When the British Mandate of Palestine was established in 1920, Herbert Samuel was appointed the first High Commissioner of Palestine. Samuel was a British Jew and his appointment demonstrated that the British mission was to establish a Jewish national homeland in Palestine. (Subsequent High Commissioners of Palestine were not Jewish and the British later committed themselves to establishing two states in Palestine.)
On June 30, 1920, Sir Louis Bols of the Occupied Enemy Territory Administration handed over Palestine to Herbert Samuel, who signed that he had received “one Palestine, complete.”
Samuel attempted to set up first a legislative council and then an advisory council which would include Jews, Arabs and Christians. Due to the lack of cooperation on the part of the Arabs these initiatives failed. An advisory council made up of only British officials was established instead.
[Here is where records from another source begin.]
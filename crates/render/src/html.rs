//! HTML serialization of the render tree.

use crate::tree::{Element, Node};

/// Elements that never have a closing tag.
const VOID_ELEMENTS: &[&str] = &["br", "hr", "img", "input"];

/// Serializes nodes to an HTML string.
pub fn to_html(nodes: &[Node]) -> String {
    let mut out = String::with_capacity(1024);
    for node in nodes {
        write_node(node, &mut out);
    }
    out
}

fn write_node(node: &Node, out: &mut String) {
    match node {
        Node::Text { value } => {
            html_escape::encode_text_to_string(value, out);
        }
        Node::Raw { value } => out.push_str(value),
        Node::Element(element) => write_element(element, out),
    }
}

fn write_element(element: &Element, out: &mut String) {
    out.push('<');
    out.push_str(&element.tag_name);
    for (name, value) in &element.properties {
        out.push(' ');
        out.push_str(name);
        if !value.is_empty() {
            out.push_str("=\"");
            html_escape::encode_double_quoted_attribute_to_string(value, out);
            out.push('"');
        }
    }
    out.push('>');

    if VOID_ELEMENTS.contains(&element.tag_name.as_str()) {
        return;
    }

    for child in &element.children {
        write_node(child, out);
    }
    out.push_str("</");
    out.push_str(&element.tag_name);
    out.push('>');
}
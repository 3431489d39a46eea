//! `:shortcode:` emoji replacement in text nodes.

use markdown::mdast::Node;
use mark_core::walk_mut;
use std::borrow::Cow;

/// Looks up the emoji for a GitHub shortcode name (without colons).
pub fn lookup(name: &str) -> Option<&'static str> {
    emojis::get_by_shortcode(name).map(|emoji| emoji.as_str())
}

/// Replaces known `:name:` shortcodes in `text`. Unknown names are kept.
pub fn replace_shortcodes(text: &str) -> Cow<'_, str> {
    if !text.contains(':') {
        return Cow::Borrowed(text);
    }

    let mut out = String::with_capacity(text.len());
    let mut rest = text;
    let mut replaced = false;

    while let Some(start) = rest.find(':') {
        let after = &rest[start + 1..];
        let emoji = after
            .find(':')
            .filter(|end| is_name(&after[..*end]))
            .and_then(|end| lookup(&after[..end]).map(|emoji| (emoji, end)));

        match emoji {
            Some((emoji, end)) => {
                out.push_str(&rest[..start]);
                out.push_str(emoji);
                rest = &after[end + 1..];
                replaced = true;
            }
            None => {
                out.push_str(&rest[..=start]);
                rest = after;
            }
        }
    }

    if !replaced {
        return Cow::Borrowed(text);
    }
    out.push_str(rest);
    Cow::Owned(out)
}

fn is_name(candidate: &str) -> bool {
    !candidate.is_empty()
        && candidate
            .bytes()
            .all(|b| b.is_ascii_lowercase() || b.is_ascii_digit() || matches!(b, b'_' | b'+' | b'-'))
}

/// AST transform replacing shortcodes in every text node.
///
/// Code spans and code blocks carry their content outside text nodes and
/// are left untouched.
pub fn emoji_transform(root: &mut Node) {
    walk_mut(root, &mut |node: &mut Node| {
        if let Node::Text(text) = node
            && let Cow::Owned(value) = replace_shortcodes(&text.value)
        {
            text.value = value;
        }
    });
}

#[cfg(test)]
mod tests {
    use super::*;
    use mark_core::{ParseOptions, parse_mdast};

    #[test]
    fn replaces_known_shortcodes() {
        assert_eq!(replace_shortcodes("Ship it :rocket: :tada:"), "Ship it 🚀 🎉");
        assert_eq!(replace_shortcodes(":+1:"), "👍");
    }

    #[test]
    fn covers_the_github_set() {
        assert_eq!(replace_shortcodes(":arrow_right:"), "➡️");
        assert_eq!(replace_shortcodes(":cat: :red_circle:"), "🐱 🔴");
        assert_eq!(replace_shortcodes(":heavy_plus_sign:"), "➕");
    }

    #[test]
    fn keeps_unknown_and_partial_codes() {
        assert_eq!(replace_shortcodes("time 12:30:45"), "time 12:30:45");
        assert_eq!(replace_shortcodes(":nope: :smile"), ":nope: :smile");
        assert!(matches!(replace_shortcodes("a: b"), Cow::Borrowed(_)));
    }

    #[test]
    fn adjacent_codes_share_no_colon() {
        assert_eq!(replace_shortcodes(":smile::wink:"), "😄😉");
        assert_eq!(replace_shortcodes("a:b:smile:"), "a:b😄");
    }

    #[test]
    fn transform_skips_code() {
        let mut root =
            parse_mdast("hi :wave: `:wave:`\n\n```\n:wave:\n```", &ParseOptions::default())
                .expect("parse");
        emoji_transform(&mut root);

        let Node::Root(root) = root else {
            panic!("expected root");
        };
        let Some(Node::Paragraph(paragraph)) = root.children.first() else {
            panic!("expected paragraph");
        };
        assert!(matches!(&paragraph.children[0], Node::Text(t) if t.value == "hi 👋 "));
        assert!(matches!(&paragraph.children[1], Node::InlineCode(c) if c.value == ":wave:"));
        assert!(matches!(&root.children[1], Node::Code(c) if c.value == ":wave:"));
    }
}
//! Parsing: text stages, one markdown-rs parse, then tree stages.

use crate::MarkError;
use markdown::Constructs;
use markdown::mdast::Node;
use std::borrow::Cow;
use std::fmt;

/// Which markdown constructs a document may use.
#[derive(Clone, Copy, Debug, PartialEq, Eq)]
pub struct ParseOptions {
    /// GitHub Flavored Markdown: tables, strikethrough, autolink literals,
    /// task lists and footnotes.
    pub gfm: bool,
    /// Parse raw HTML as HTML nodes. When off, markup stays literal text.
    pub raw_html: bool,
}

impl Default for ParseOptions {
    fn default() -> Self {
        Self {
            gfm: true,
            raw_html: false,
        }
    }
}

impl ParseOptions {
    /// markdown-rs constructs for these options. Frontmatter is never a
    /// construct: it is stripped before parsing.
    pub fn constructs(self) -> Constructs {
        let gfm = self.gfm;
        Constructs {
            frontmatter: false,
            html_flow: self.raw_html,
            html_text: self.raw_html,
            gfm_autolink_literal: gfm,
            gfm_footnote_definition: gfm,
            gfm_label_start_footnote: gfm,
            gfm_strikethrough: gfm,
            gfm_table: gfm,
            gfm_task_list_item: gfm,
            ..Constructs::default()
        }
    }

    /// Convert to markdown-rs `ParseOptions`.
    pub fn to_markdown(self) -> markdown::ParseOptions {
        markdown::ParseOptions {
            constructs: self.constructs(),
            ..markdown::ParseOptions::default()
        }
    }
}

/// A rewrite of the source text before parsing.
pub trait TextTransform {
    /// Returns the rewritten text, borrowed when nothing changed.
    fn apply<'a>(&self, input: &'a str) -> Cow<'a, str>;
}

impl<F> TextTransform for F
where
    F: for<'a> Fn(&'a str) -> Cow<'a, str>,
{
    fn apply<'a>(&self, input: &'a str) -> Cow<'a, str> {
        self(input)
    }
}

/// An in-place rewrite of the parsed tree.
pub trait AstTransform {
    /// Mutates the tree rooted at `root`.
    fn apply(&self, root: &mut Node);
}

impl<F> AstTransform for F
where
    F: Fn(&mut Node),
{
    fn apply(&self, root: &mut Node) {
        self(root)
    }
}

/// Parses one document through ordered stages.
///
/// Text stages run in registration order on the raw text, the result is
/// parsed once, then tree stages run in registration order.
pub struct ParserPipeline {
    options: markdown::ParseOptions,
    text_stages: Vec<Box<dyn TextTransform>>,
    tree_stages: Vec<Box<dyn AstTransform>>,
}

impl ParserPipeline {
    /// A pipeline with no stages.
    pub fn new(options: ParseOptions) -> Self {
        Self {
            options: options.to_markdown(),
            text_stages: Vec::new(),
            tree_stages: Vec::new(),
        }
    }

    /// Appends a text stage.
    pub fn with_text_transform(mut self, stage: impl TextTransform + 'static) -> Self {
        self.text_stages.push(Box::new(stage));
        self
    }

    /// Appends a tree stage.
    pub fn with_ast_transform(mut self, stage: impl AstTransform + 'static) -> Self {
        self.tree_stages.push(Box::new(stage));
        self
    }

    /// Runs every stage over `input`.
    pub fn parse(&self, input: &str) -> Result<Node, MarkError> {
        let mut text = Cow::Borrowed(input);
        for stage in &self.text_stages {
            let rewritten = match stage.apply(&text) {
                Cow::Borrowed(_) => None,
                Cow::Owned(rewritten) => Some(rewritten),
            };
            if let Some(rewritten) = rewritten {
                text = Cow::Owned(rewritten);
            }
        }

        let mut root = markdown::to_mdast(&text, &self.options)?;
        for stage in &self.tree_stages {
            stage.apply(&mut root);
        }
        Ok(root)
    }
}

impl fmt::Debug for ParserPipeline {
    fn fmt(&self, f: &mut fmt::Formatter<'_>) -> fmt::Result {
        f.debug_struct("ParserPipeline")
            .field("text_stages", &self.text_stages.len())
            .field("tree_stages", &self.tree_stages.len())
            .finish_non_exhaustive()
    }
}

/// Parses `input` without any stages.
pub fn parse_mdast(input: &str, options: &ParseOptions) -> Result<Node, MarkError> {
    Ok(markdown::to_mdast(input, &options.to_markdown())?)
}

/// Visits every node of the tree, parents before children.
pub fn walk_mut(node: &mut Node, visit: &mut dyn FnMut(&mut Node)) {
    visit(node);
    if let Some(children) = node.children_mut() {
        for child in children {
            walk_mut(child, visit);
        }
    }
}

#[cfg(test)]
mod tests {
    use super::*;

    fn finalize(input: &str) -> Cow<'_, str> {
        if input.contains("draft") {
            Cow::Owned(input.replace("draft", "final"))
        } else {
            Cow::Borrowed(input)
        }
    }

    fn shout(root: &mut Node) {
        walk_mut(root, &mut |node: &mut Node| {
            if let Node::Text(text) = node {
                text.value = text.value.to_uppercase();
            }
        });
    }

    fn first_inline(root: &Node) -> Option<&Node> {
        root.children()?.first()?.children()?.first()
    }

    #[test]
    fn text_stages_run_before_tree_stages() {
        let pipeline = ParserPipeline::new(ParseOptions::default())
            .with_text_transform(finalize)
            .with_ast_transform(shout);

        let root = pipeline.parse("a draft note").expect("parse should succeed");
        match first_inline(&root) {
            Some(Node::Text(text)) => assert_eq!(text.value, "A FINAL NOTE"),
            other => panic!("expected text, got {other:?}"),
        }
    }

    #[test]
    fn gfm_can_be_disabled() {
        let root = parse_mdast("~~gone~~", &ParseOptions::default()).expect("parse");
        assert!(matches!(first_inline(&root), Some(Node::Delete(_))));

        let plain = ParseOptions {
            gfm: false,
            ..ParseOptions::default()
        };
        let root = parse_mdast("~~gone~~", &plain).expect("parse");
        assert!(matches!(first_inline(&root), Some(Node::Text(_))));
    }

    #[test]
    fn html_is_literal_unless_enabled() {
        let root = parse_mdast("<b>x</b>", &ParseOptions::default()).expect("parse");
        assert!(matches!(first_inline(&root), Some(Node::Text(_))));

        let trusted = ParseOptions {
            raw_html: true,
            ..ParseOptions::default()
        };
        let root = parse_mdast("<b>x</b>", &trusted).expect("parse");
        assert!(matches!(first_inline(&root), Some(Node::Html(_))));
    }

    #[test]
    fn frontmatter_fence_is_markdown() {
        let root = parse_mdast("---\na: 1\n---", &ParseOptions::default()).expect("parse");
        assert!(matches!(
            root.children().and_then(|c| c.first()),
            Some(Node::ThematicBreak(_))
        ));
    }
}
During Samuel’s administration the White Paper of 1922 was published, restricting Jewish immigration and defining the Jewish national homeland as “not the imposition of a Jewish nationality upon the inhabitants of Palestine as a whole, but the further development of the existing Jewish community, with the assistance of Jews in other parts of the world, in order that it may become a centre in which the Jewish people as a whole may take, on grounds of religion and race, a interest and a pride.”
Herbert Samuel left Palestine in 1925 and was succeeded by Herbert Plumer as High Commissioner. Samuel returned to politics in Britain, serving both in the House of Commons and the House of Lords.